"Rp200 juta itu angka minimal. Itu karena berdasarkan hasil survei, media, dan masukan dari DPC pasangan Siti Mashita - Amir Mirza itu sangat bagus. Jika kemarin mereka jadi (maju ke Pilkada Kota Tegal) maka tiada lawan. Tapi sayang sudah keburu ditangkap KPK," jelasnya yang disambut senyum saksi yang lain.
(Baca Juga: Suap Wali Kota Tegal, KPK Periksa Eks Ketua Hanura Jateng)
Wakil Sekjen DPD Partai Hanura Jateng itu menambahkan, uang mahar politik tersebut segera diserahkan ke KPK setelah keduanya tertangkap. "Langsung kita serahkan ke KPK. Ya takutlah," lugasnya.
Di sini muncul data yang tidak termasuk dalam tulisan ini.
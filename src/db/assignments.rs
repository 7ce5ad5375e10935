use crate::error::AppError;
use crate::models::{NewSubjectCourse, NewTeacherSubject, SubjectCourse, TeacherSubject};
use sqlx::SqlitePool;

pub async fn list_subject_courses(pool: &SqlitePool) -> Result<Vec<SubjectCourse>, AppError> {
    let links = sqlx::query_as::<_, (String, String, String, String)>(
        r#"
        SELECT id, subject_id, course_id, created_at
        FROM subject_courses
        ORDER BY created_at, id
        "#,
    )
    .fetch_all(pool)
    .await?;

    Ok(links
        .into_iter()
        .map(|(id, subject_id, course_id, created_at)| SubjectCourse {
            id,
            subject_id,
            course_id,
            created_at,
        })
        .collect())
}

pub async fn create_subject_course(
    pool: &SqlitePool,
    id: &str,
    link: &NewSubjectCourse,
) -> Result<SubjectCourse, AppError> {
    sqlx::query("INSERT INTO subject_courses (id, subject_id, course_id) VALUES (?, ?, ?)")
        .bind(id)
        .bind(&link.subject_id)
        .bind(&link.course_id)
        .execute(pool)
        .await
        .map_err(|e| AppError::from_write(e, "La materia ya está asignada a este curso."))?;

    let (created_at,) = sqlx::query_as::<_, (String,)>(
        "SELECT created_at FROM subject_courses WHERE id = ?",
    )
    .bind(id)
    .fetch_one(pool)
    .await?;

    Ok(SubjectCourse {
        id: id.to_string(),
        subject_id: link.subject_id.clone(),
        course_id: link.course_id.clone(),
        created_at,
    })
}

pub async fn delete_subject_course(pool: &SqlitePool, id: &str) -> Result<u64, AppError> {
    let result = sqlx::query("DELETE FROM subject_courses WHERE id = ?")
        .bind(id)
        .execute(pool)
        .await?;

    Ok(result.rows_affected())
}

pub async fn list_teacher_subjects(pool: &SqlitePool) -> Result<Vec<TeacherSubject>, AppError> {
    let rows = sqlx::query_as::<_, (String, String, String, String, String)>(
        r#"
        SELECT id, teacher_id, subject_id, course_id, created_at
        FROM teacher_subjects
        ORDER BY created_at, id
        "#,
    )
    .fetch_all(pool)
    .await?;

    Ok(rows
        .into_iter()
        .map(|(id, teacher_id, subject_id, course_id, created_at)| TeacherSubject {
            id,
            teacher_id,
            subject_id,
            course_id,
            created_at,
        })
        .collect())
}

pub async fn create_teacher_subject(
    pool: &SqlitePool,
    id: &str,
    assignment: &NewTeacherSubject,
) -> Result<TeacherSubject, AppError> {
    sqlx::query(
        r#"
        INSERT INTO teacher_subjects (id, teacher_id, subject_id, course_id)
        VALUES (?, ?, ?, ?)
        "#,
    )
    .bind(id)
    .bind(&assignment.teacher_id)
    .bind(&assignment.subject_id)
    .bind(&assignment.course_id)
    .execute(pool)
    .await
    .map_err(|e| {
        AppError::from_write(e, "Este profesor ya está asignado a esta materia y curso.")
    })?;

    let (created_at,) = sqlx::query_as::<_, (String,)>(
        "SELECT created_at FROM teacher_subjects WHERE id = ?",
    )
    .bind(id)
    .fetch_one(pool)
    .await?;

    Ok(TeacherSubject {
        id: id.to_string(),
        teacher_id: assignment.teacher_id.clone(),
        subject_id: assignment.subject_id.clone(),
        course_id: assignment.course_id.clone(),
        created_at,
    })
}

pub async fn delete_teacher_subject(pool: &SqlitePool, id: &str) -> Result<u64, AppError> {
    let result = sqlx::query("DELETE FROM teacher_subjects WHERE id = ?")
        .bind(id)
        .execute(pool)
        .await?;

    Ok(result.rows_affected())
}
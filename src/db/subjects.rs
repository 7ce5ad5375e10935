//! # 과목/전공 쿼리
//!
//! 이름 중복은 `name_key` 컬럼(공백 제거 + 소문자)의 UNIQUE 제약으로 막습니다.
//! SQLite의 `lower()`는 ASCII만 바꾸므로 키는 애플리케이션에서 계산합니다.

use crate::error::AppError;
use crate::models::{Especialidad, Subject};
use sqlx::SqlitePool;

pub fn name_key(name: &str) -> String {
    name.trim().to_lowercase()
}

#[derive(Debug, sqlx::FromRow)]
pub struct NamedRow {
    pub id: String,
    pub name: String,
    pub created_at: String,
}

impl From<NamedRow> for Subject {
    fn from(row: NamedRow) -> Self {
        Subject {
            id: row.id,
            name: row.name,
            created_at: row.created_at,
        }
    }
}

impl From<NamedRow> for Especialidad {
    fn from(row: NamedRow) -> Self {
        Especialidad {
            id: row.id,
            name: row.name,
            created_at: row.created_at,
        }
    }
}

pub async fn list_subjects(pool: &SqlitePool) -> Result<Vec<Subject>, AppError> {
    let rows = sqlx::query_as::<_, NamedRow>(
        "SELECT id, name, created_at FROM subjects ORDER BY created_at, id",
    )
    .fetch_all(pool)
    .await?;

    Ok(rows.into_iter().map(Subject::from).collect())
}

pub async fn get_subject(pool: &SqlitePool, id: &str) -> Result<Option<Subject>, AppError> {
    let row = sqlx::query_as::<_, NamedRow>(
        "SELECT id, name, created_at FROM subjects WHERE id = ?",
    )
    .bind(id)
    .fetch_optional(pool)
    .await?;

    Ok(row.map(Subject::from))
}

pub async fn create_subject(pool: &SqlitePool, id: &str, name: &str) -> Result<Subject, AppError> {
    sqlx::query("INSERT INTO subjects (id, name, name_key) VALUES (?, ?, ?)")
        .bind(id)
        .bind(name)
        .bind(name_key(name))
        .execute(pool)
        .await
        .map_err(|e| {
            AppError::from_write(e, &format!("Ya existe una materia con el nombre \"{}\"", name))
        })?;

    get_subject(pool, id)
        .await?
        .ok_or(AppError::Internal("Failed to retrieve created subject".to_string()))
}

pub async fn rename_subject(pool: &SqlitePool, id: &str, name: &str) -> Result<u64, AppError> {
    let result = sqlx::query("UPDATE subjects SET name = ?, name_key = ? WHERE id = ?")
        .bind(name)
        .bind(name_key(name))
        .bind(id)
        .execute(pool)
        .await
        .map_err(|e| {
            AppError::from_write(e, &format!("Ya existe una materia con el nombre \"{}\"", name))
        })?;

    Ok(result.rows_affected())
}

pub async fn delete_subject(pool: &SqlitePool, id: &str) -> Result<u64, AppError> {
    let result = sqlx::query("DELETE FROM subjects WHERE id = ?")
        .bind(id)
        .execute(pool)
        .await?;

    Ok(result.rows_affected())
}

pub async fn list_especialidades(pool: &SqlitePool) -> Result<Vec<Especialidad>, AppError> {
    let rows = sqlx::query_as::<_, NamedRow>(
        "SELECT id, name, created_at FROM especialidades ORDER BY created_at, id",
    )
    .fetch_all(pool)
    .await?;

    Ok(rows.into_iter().map(Especialidad::from).collect())
}

pub async fn get_especialidad(
    pool: &SqlitePool,
    id: &str,
) -> Result<Option<Especialidad>, AppError> {
    let row = sqlx::query_as::<_, NamedRow>(
        "SELECT id, name, created_at FROM especialidades WHERE id = ?",
    )
    .bind(id)
    .fetch_optional(pool)
    .await?;

    Ok(row.map(Especialidad::from))
}

pub async fn create_especialidad(
    pool: &SqlitePool,
    id: &str,
    name: &str,
) -> Result<Especialidad, AppError> {
    sqlx::query("INSERT INTO especialidades (id, name, name_key) VALUES (?, ?, ?)")
        .bind(id)
        .bind(name)
        .bind(name_key(name))
        .execute(pool)
        .await
        .map_err(|e| {
            AppError::from_write(
                e,
                &format!("Ya existe una especialidad con el nombre \"{}\"", name),
            )
        })?;

    get_especialidad(pool, id)
        .await?
        .ok_or(AppError::Internal("Failed to retrieve created especialidad".to_string()))
}

pub async fn count_courses_with_especialidad(pool: &SqlitePool, id: &str) -> Result<i64, AppError> {
    let (count,) = sqlx::query_as::<_, (i64,)>(
        "SELECT COUNT(*) FROM courses WHERE especialidad_id = ?",
    )
    .bind(id)
    .fetch_one(pool)
    .await?;

    Ok(count)
}

pub async fn delete_especialidad(pool: &SqlitePool, id: &str) -> Result<u64, AppError> {
    let result = sqlx::query("DELETE FROM especialidades WHERE id = ?")
        .bind(id)
        .execute(pool)
        .await?;

    Ok(result.rows_affected())
}
mod common;

use std::sync::Arc;

use libro_temas::{
    error::AppError,
    models::NewSubject,
    storage::{DeviceSession, RelationalStorage, Storage},
};
use sqlx::sqlite::SqliteConnectOptions;
use tempfile::TempDir;

async fn storage() -> (TempDir, RelationalStorage) {
    let dir = tempfile::tempdir().unwrap();
    let options = SqliteConnectOptions::new()
        .filename(dir.path().join("libro.db"))
        .create_if_missing(true);
    let storage = RelationalStorage::connect_with(options).await.unwrap();
    (dir, storage)
}

#[tokio::test]
async fn dni_is_unique() {
    let (_dir, storage) = storage().await;
    common::dni_is_unique(&storage).await;
}

#[tokio::test]
async fn subject_names_are_case_insensitive() {
    let (_dir, storage) = storage().await;
    common::subject_names_are_case_insensitive(&storage).await;
}

#[tokio::test]
async fn course_rules() {
    let (_dir, storage) = storage().await;
    common::course_rules(&storage).await;
}

#[tokio::test]
async fn initialize_data_is_idempotent() {
    let (_dir, storage) = storage().await;
    common::initialize_data_is_idempotent(&storage).await;
}

#[tokio::test]
async fn login_scenario() {
    let (dir, storage) = storage().await;
    let device = DeviceSession::new(dir.path().join("device"));
    common::login_scenario(&storage, &device).await;
}

#[tokio::test]
async fn logbook_upsert_keeps_one_per_assignment() {
    let (_dir, storage) = storage().await;
    common::logbook_upsert_keeps_one_per_assignment(&storage).await;
}

#[tokio::test]
async fn course_subject_sync() {
    let (_dir, storage) = storage().await;
    common::course_subject_sync(&storage).await;
}

#[tokio::test]
async fn teacher_assignment_sync() {
    let (_dir, storage) = storage().await;
    common::teacher_assignment_sync(&storage).await;
}

#[tokio::test]
async fn sessions_and_verification() {
    let (_dir, storage) = storage().await;
    common::sessions_and_verification(&storage).await;
}

#[tokio::test]
async fn deletes_cascade() {
    let (_dir, storage) = storage().await;
    common::deletes_cascade(&storage).await;
}

#[tokio::test]
async fn bulk_delete_is_best_effort() {
    let (_dir, storage) = storage().await;
    common::bulk_delete_is_best_effort(&storage).await;
}

#[tokio::test]
async fn missing_references_are_rejected() {
    let (_dir, storage) = storage().await;
    common::missing_references_are_rejected(&storage).await;
}

#[tokio::test(flavor = "multi_thread", worker_threads = 4)]
async fn concurrent_sessions_are_all_kept() {
    let (_dir, storage) = storage().await;
    common::concurrent_sessions_are_all_kept(Arc::new(storage)).await;
}

#[tokio::test]
async fn session_ops_reject_unknown_ids() {
    let (_dir, storage) = storage().await;
    common::session_ops_reject_unknown_ids(&storage).await;
}

#[tokio::test]
async fn logbook_round_trip_keeps_sessions() {
    let (_dir, storage) = storage().await;
    common::logbook_round_trip_keeps_sessions(&storage).await;
}

#[tokio::test]
async fn partial_sync_reports_applied_steps() {
    let (_dir, storage) = storage().await;
    common::partial_sync_reports_applied_steps(&storage).await;
}

#[tokio::test]
async fn unavailable_storage_reads_empty_and_refuses_writes() {
    let storage = RelationalStorage::unavailable();
    assert!(!storage.is_available());
    assert!(storage.get_users().await.unwrap().is_empty());
    assert!(storage.get_logbooks().await.unwrap().is_empty());

    let write = storage
        .add_subject(NewSubject {
            name: "Física".into(),
        })
        .await;
    assert!(matches!(write, Err(AppError::NotConfigured)));
}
Pada sidang yang dipimpin oleh Majelis Hakim Andi Astara dengan anggota Muhammad Sainal dan Kalimatul Jumro itu dengan agenda mendengarkan tujuh saksi. "Rencananya KPK menghadirkan 13 saksi, namun yang hadir ternyata cuma tujuh. Kita masih mendengarkan saksi dan melihat fakta persidangan. Sejauh ini keterangan saksi-saksi tak memberatkan Pak Amir," ujar pengacara Amir Mirza, Wahyudiansyah.